We have come into this room of justice
where we set aside our fear to name freely every oppression.

We have come into this room of love
where we know that no lives are insignificant.

We have come into this room of song
where we unite our voices
in the somber and the beautiful melodies of life.


HYMN #325   Love Makes A Bridge



 IT’s Hard Word byRosemary Bray McNatt

For just as the body without the spirit is dead, faith without works is also dead.

—James 2:26

Why are we still talking about inclusivity and diversity when we have done so little to make them real?  Why are we still looking pained about the lack of diversity in the denomination? Because diversity, inclusivity, is terribly hard, terribly uncomfortable, definitely unsettling, and often quite frustrating.

What I know about being inclusive—crossing from culture to culture, learning the language of diversity—is that it’s the work of a lifetime. It’s hard to accept people who are not like you, who don’t talk the way you do, or believe the things you believe, or dress or vote as you do. It’s even harder to appreciate them for the things about them that are not like you, to find them interesting and fun, to enjoy the learning that’s part of the experience, and to acknowledge, finally, that you may have to agree to disagree.

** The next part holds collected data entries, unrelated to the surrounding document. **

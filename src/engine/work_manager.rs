// Bounded-concurrency scheduler for the sub-steps of composite operations.

use std::collections::VecDeque;
use std::future::Future;
use std::pin::Pin;
use std::sync::atomic::{AtomicUsize, Ordering};
use std::sync::Arc;
use std::task::{Context, Poll};

use parking_lot::Mutex;
use tokio::runtime::Handle;
use tokio::sync::{oneshot, Notify, Semaphore};
use tracing::debug;

use crate::config::DEFAULT_MAX_CONCURRENT_WORK;

/// How a queued unit of work left the queue.
#[derive(Debug, Clone, Copy, PartialEq, Eq)]
pub enum WorkStatus {
    /// The work was handed to the runtime.
    Dispatched,
    /// The queue was drained before the work started.
    Cancelled,
}

/// Resolves once the associated work leaves the queue.
pub struct Suspension {
    rx: oneshot::Receiver<WorkStatus>,
}

impl Future for Suspension {
    type Output = WorkStatus;

    fn poll(mut self: Pin<&mut Self>, cx: &mut Context<'_>) -> Poll<WorkStatus> {
        Pin::new(&mut self.rx)
            .poll(cx)
            .map(|status| status.unwrap_or(WorkStatus::Cancelled))
    }
}

struct QueuedWork {
    work: Pin<Box<dyn Future<Output = ()> + Send + 'static>>,
    dispatched: oneshot::Sender<WorkStatus>,
}

pub struct WorkManager {
    runtime: Handle,
    permits: Arc<Semaphore>,
    max_concurrent_work: usize,
    queue: Mutex<VecDeque<QueuedWork>>,
    active: AtomicUsize,
    idle: Notify,
}

impl WorkManager {
    pub fn new(runtime: Handle) -> Arc<Self> {
        Self::with_max_concurrent_work(runtime, DEFAULT_MAX_CONCURRENT_WORK)
    }

    pub fn with_max_concurrent_work(runtime: Handle, max_concurrent_work: usize) -> Arc<Self> {
        let max_concurrent_work = max_concurrent_work.max(1);
        Arc::new(Self {
            runtime,
            permits: Arc::new(Semaphore::new(max_concurrent_work)),
            max_concurrent_work,
            queue: Mutex::new(VecDeque::new()),
            active: AtomicUsize::new(0),
            idle: Notify::new(),
        })
    }

    /// Append `work` to the queue without starting it. Call `execute_work`
    /// once a batch has been queued.
    pub fn queue_work<F>(&self, work: F) -> Suspension
    where
        F: Future<Output = ()> + Send + 'static,
    {
        let (tx, rx) = oneshot::channel();
        self.queue.lock().push_back(QueuedWork {
            work: Box::pin(work),
            dispatched: tx,
        });
        Suspension { rx }
    }

    /// Start queued work until the concurrency cap is reached. Each finished
    /// unit calls this again, so the pipeline stays saturated.
    pub fn execute_work(self: &Arc<Self>) {
        loop {
            let Ok(permit) = Arc::clone(&self.permits).try_acquire_owned() else {
                return;
            };
            let Some(item) = self.queue.lock().pop_front() else {
                return;
            };

            self.active.fetch_add(1, Ordering::SeqCst);
            let manager = Arc::clone(self);
            self.runtime.spawn(async move {
                item.work.await;
                drop(permit);
                manager.active.fetch_sub(1, Ordering::SeqCst);
                manager.execute_work();
                if !manager.has_work_remaining() {
                    manager.idle.notify_waiters();
                }
            });
            let _ = item.dispatched.send(WorkStatus::Dispatched);
        }
    }

    /// Drop everything still queued. Running work is left alone.
    pub fn cancel(&self) {
        let drained: Vec<QueuedWork> = self.queue.lock().drain(..).collect();
        if !drained.is_empty() {
            debug!("work manager cancelled {} queued units", drained.len());
        }
        for item in drained {
            let _ = item.dispatched.send(WorkStatus::Cancelled);
        }
        if !self.has_work_remaining() {
            self.idle.notify_waiters();
        }
    }

    pub fn has_work_remaining(&self) -> bool {
        self.active_work() > 0 || self.queued_work() > 0
    }

    pub fn active_work(&self) -> usize {
        self.active.load(Ordering::SeqCst)
    }

    pub fn queued_work(&self) -> usize {
        self.queue.lock().len()
    }

    pub fn max_concurrent_work(&self) -> usize {
        self.max_concurrent_work
    }

    /// Wait until nothing is queued or running.
    pub async fn wait_idle(&self) {
        loop {
            let notified = self.idle.notified();
            if !self.has_work_remaining() {
                return;
            }
            notified.await;
        }
    }
}
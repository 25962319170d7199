pub mod api;
pub mod config;
pub mod engine;
pub mod error;
pub mod logging;
pub mod transport;

pub use api::{ConnectionState, Credentials, Descriptor, SessionState};
pub use config::MaintainerConfig;
pub use engine::{CallbackExecutor, RequestHandle, SessionMaintainer, WorkManager};
pub use error::{ApiError, TimeoutKind, TransportErrorKind};
pub use transport::{HttpTransport, Transport};
// Token pool, request queues and observable states behind one lock.

use std::collections::{HashMap, VecDeque};
use std::sync::{Arc, Weak};
use std::time::Duration;

use parking_lot::Mutex;
use tokio::runtime::Handle;
use tracing::{debug, info, warn};

use super::callback::CallbackExecutor;
use super::request::{PendingRequest, RequestRef};
use super::stats::MaintainerStats;
use super::timed_events::{EventOutcome, TimedEvents};
use crate::api::{ConnectionState, Credentials, SessionState, SessionTokenData};
use crate::error::{ApiError, TimeoutKind};

type Observer<S> = Arc<dyn Fn(S) + Send + Sync>;
type Notification = Box<dyn FnOnce() + Send + 'static>;

/// Limits on how many tokens may exist at once.
#[derive(Debug, Clone, Copy, PartialEq, Eq)]
pub struct TokenLimits {
    pub max_in_flight: usize,
    pub max_tokens: usize,
}

/// Point-in-time view of the pool and queues.
#[derive(Debug, Clone, Copy, Default, PartialEq, Eq)]
pub struct TokenCounts {
    pub pooled: usize,
    pub checked_out: usize,
    pub in_flight_fetches: usize,
    pub waiting_token_requests: usize,
    pub waiting_non_token_requests: usize,
    pub in_progress_requests: usize,
}

struct LockerState {
    credentials: Option<Credentials>,
    session_state: SessionState,
    session_state_version: u32,
    connection_state: ConnectionState,
    waiting_token: VecDeque<RequestRef>,
    waiting_non_token: VecDeque<RequestRef>,
    in_progress: HashMap<u64, RequestRef>,
    checked_out: HashMap<u64, SessionTokenData>,
    /// Used as a stack: the freshest token is handed out first.
    tokens: Vec<SessionTokenData>,
    in_flight_fetches: usize,
    session_observer: Option<Observer<SessionState>>,
    connection_observer: Option<Observer<ConnectionState>>,
}

impl LockerState {
    fn change_session_state(&mut self, new_state: SessionState) -> Option<Notification> {
        if self.session_state == new_state {
            return None;
        }
        info!("session state {} -> {}", self.session_state, new_state);
        match &new_state {
            SessionState::Uninitialized => {
                self.credentials = None;
                self.purge_tokens();
            }
            SessionState::Running { .. } => {}
            _ => self.purge_tokens(),
        }
        self.session_state = new_state;
        self.session_state_version = self.session_state_version.wrapping_add(1);

        let observer = self.session_observer.clone()?;
        let state = self.session_state.clone();
        Some(Box::new(move || observer(state)))
    }

    fn change_connection_state(&mut self, new_state: ConnectionState) -> Option<Notification> {
        if self.connection_state == new_state {
            return None;
        }
        info!("connection state {} -> {}", self.connection_state, new_state);
        self.connection_state = new_state;

        let observer = self.connection_observer.clone()?;
        let state = self.connection_state.clone();
        Some(Box::new(move || observer(state)))
    }

    fn purge_tokens(&mut self) {
        if !self.tokens.is_empty() || !self.checked_out.is_empty() {
            debug!(
                "purging session tokens pooled={} checked_out={}",
                self.tokens.len(),
                self.checked_out.len()
            );
        }
        self.tokens.clear();
        self.checked_out.clear();
    }

    fn enqueue(&mut self, request: RequestRef) {
        if request.needs_token() {
            self.waiting_token.push_back(request);
        } else {
            self.waiting_non_token.push_back(request);
        }
    }
}

pub struct SessionMaintainerLocker {
    state: Mutex<LockerState>,
    limits: TokenLimits,
    callbacks: CallbackExecutor,
    stats: Arc<MaintainerStats>,
    delayed: TimedEvents<RequestRef>,
    timeouts: TimedEvents<Weak<dyn PendingRequest>>,
}
//! Operator decisions for the two-level approval gate.
//!
//! Every unrecognized answer (including empty input and EOF) maps to the
//! most conservative choice.

pub const APPROVAL_QUESTION: &str = "Do you want to proceed? (yes/no/exit) [no]: ";
pub const CONTINUE_QUESTION: &str = "Do you want to continue the conversation? (yes/no) [no]: ";
pub const NEXT_MESSAGE_PROMPT: &str = "Enter your next message: ";
pub const FIRST_MESSAGE_PROMPT: &str = "Enter your message: ";
pub const FAREWELL: &str = "Bye Bye!";

/// Answer to "run this command?".
#[derive(Debug, Clone, Copy, PartialEq, Eq)]
pub enum ApprovalDecision {
    Approved,
    Declined,
    /// End the whole session right away.
    Aborted,
}

impl ApprovalDecision {
    pub fn parse(input: &str) -> Self {
        if input.starts_with("yes") {
            Self::Approved
        } else if input.starts_with("exit") {
            Self::Aborted
        } else {
            Self::Declined
        }
    }
}

/// Answer to "continue the conversation?".
#[derive(Debug, Clone, Copy, PartialEq, Eq)]
pub enum ContinueDecision {
    Continue,
    Stop,
}

impl ContinueDecision {
    pub fn parse(input: &str) -> Self {
        if input.starts_with("yes") {
            Self::Continue
        } else {
            Self::Stop
        }
    }
}

/// Text shown before asking for approval.
pub fn approval_notice(wrapper_line: &str) -> String {
    format!("I need to run this command: {wrapper_line}")
}
//! Append-only, capacity-bounded dialogue history sent to the model.
//!
//! Message content is stored percent-encoded (curl-style: everything except
//! ASCII alphanumerics and `-._~`) so it survives any downstream
//! serialization untouched. Decode with [`Message::decoded`] only when the
//! text is shown to the operator or handed to a shell.

use percent_encoding::{AsciiSet, NON_ALPHANUMERIC, percent_decode_str, utf8_percent_encode};
use serde::{Deserialize, Serialize};
use thiserror::Error;

/// Maximum number of entries a conversation can hold.
pub const MAX_CONVERSATION_ENTRIES: usize = 25_000;
/// Maximum size of a single message's encoded content.
pub const MAX_CONTENT_BYTES: usize = 64_000;

const TRANSPORT_SET: &AsciiSet = &NON_ALPHANUMERIC
    .remove(b'-')
    .remove(b'.')
    .remove(b'_')
    .remove(b'~');

#[derive(Debug, Clone, Copy, PartialEq, Eq, Serialize, Deserialize)]
#[serde(rename_all = "lowercase")]
pub enum Role {
    System,
    User,
    Assistant,
}

/// One role-tagged entry. `content` is always in encoded form.
#[derive(Debug, Clone, PartialEq, Eq, Serialize)]
pub struct Message {
    role: Role,
    content: String,
}

impl Message {
    /// Encode `content` and bound it to [`MAX_CONTENT_BYTES`].
    pub fn new(role: Role, content: &str) -> Self {
        let (content, _) = encode_content(content, MAX_CONTENT_BYTES);
        Self { role, content }
    }

    pub fn role(&self) -> Role {
        self.role
    }

    /// Content exactly as it is sent over the wire.
    pub fn encoded(&self) -> &str {
        &self.content
    }

    pub fn decoded(&self) -> String {
        decode_content(&self.content)
    }
}

/// Returned by [`Conversation::append`] once the history is at capacity.
#[derive(Debug, Clone, Copy, PartialEq, Eq, Error)]
#[error("conversation storage limit reached ({capacity} entries)")]
pub struct ConversationFull {
    pub capacity: usize,
}

/// Ordered message history. Insertion order is the model's context window.
#[derive(Debug, Clone)]
pub struct Conversation {
    messages: Vec<Message>,
    capacity: usize,
}

impl Default for Conversation {
    fn default() -> Self {
        Self::with_capacity(MAX_CONVERSATION_ENTRIES)
    }
}

impl Conversation {
    pub fn new() -> Self {
        Self::default()
    }

    pub fn with_capacity(capacity: usize) -> Self {
        Self {
            messages: Vec::new(),
            capacity,
        }
    }

    /// Encode and append a message.
    ///
    /// Once `capacity` entries are stored every further append is rejected
    /// and the existing history is left untouched.
    pub fn append(&mut self, role: Role, content: &str) -> Result<(), ConversationFull> {
        if self.is_full() {
            return Err(ConversationFull {
                capacity: self.capacity,
            });
        }
        let (encoded, truncated) = encode_content(content, MAX_CONTENT_BYTES);
        if truncated {
            tracing::warn!(
                role = ?role,
                limit = MAX_CONTENT_BYTES,
                "message content truncated to fit encoded limit"
            );
        }
        self.messages.push(Message {
            role,
            content: encoded,
        });
        Ok(())
    }

    /// Full ordered history for the model call.
    pub fn serialize_for_transport(&self) -> &[Message] {
        &self.messages
    }

    pub fn iter(&self) -> impl Iterator<Item = &Message> {
        self.messages.iter()
    }

    pub fn last(&self) -> Option<&Message> {
        self.messages.last()
    }

    pub fn len(&self) -> usize {
        self.messages.len()
    }

    pub fn is_empty(&self) -> bool {
        self.messages.is_empty()
    }

    pub fn capacity(&self) -> usize {
        self.capacity
    }

    pub fn is_full(&self) -> bool {
        self.messages.len() >= self.capacity
    }
}

/// Percent-encode `content`, keeping the encoded result within `limit` bytes.
///
/// Truncation happens on the raw text at a character boundary, so an escape
/// sequence is never split. Returns the encoded text and whether anything
/// was dropped.
pub fn encode_content(content: &str, limit: usize) -> (String, bool) {
    let kept = fit_encoded(content, limit);
    (
        utf8_percent_encode(kept, TRANSPORT_SET).to_string(),
        kept.len() < content.len(),
    )
}

/// Length of `content` once percent-encoded.
pub fn encoded_len(content: &str) -> usize {
    content.chars().map(encoded_width).sum()
}

/// Longest prefix of `content` whose encoded form fits in `limit` bytes.
pub fn fit_encoded(content: &str, limit: usize) -> &str {
    let mut encoded_len = 0usize;
    for (idx, ch) in content.char_indices() {
        let width = encoded_width(ch);
        if encoded_len + width > limit {
            return &content[..idx];
        }
        encoded_len += width;
    }
    content
}

/// Reverse [`encode_content`]. Invalid UTF-8 is replaced, malformed escapes pass through.
pub fn decode_content(encoded: &str) -> String {
    percent_decode_str(encoded).decode_utf8_lossy().into_owned()
}

fn encoded_width(ch: char) -> usize {
    if ch.is_ascii_alphanumeric() || matches!(ch, '-' | '.' | '_' | '~') {
        1
    } else {
        3 * ch.len_utf8()
    }
}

The truth is this: If there is no justice, there will be no peace. We can read Thoreau and Emerson to one another, quote Rilke and Alice Walker and Howard Thurman, and think good and noble thoughts about ourselves. But if we cannot bring justice into the small circle of our own individual lives, we cannot hope to bring justice to the world. And if we do not bring justice to the world, none of us is safe and none of us will survive. Nothing that Unitarian Universalists need to do is more important than making justice real—here, where we are. Hard as diversity is, it is our most important task.


By Aisha Ansano

No matter what tactics and methods racial justice activists use, the general response of society will be a collective head-shaking and tsk-tsk-ing — because what people are actually complaining about are not the specific tactics that are being used in the struggle for racial justice, but that the struggle for racial justice exists at all.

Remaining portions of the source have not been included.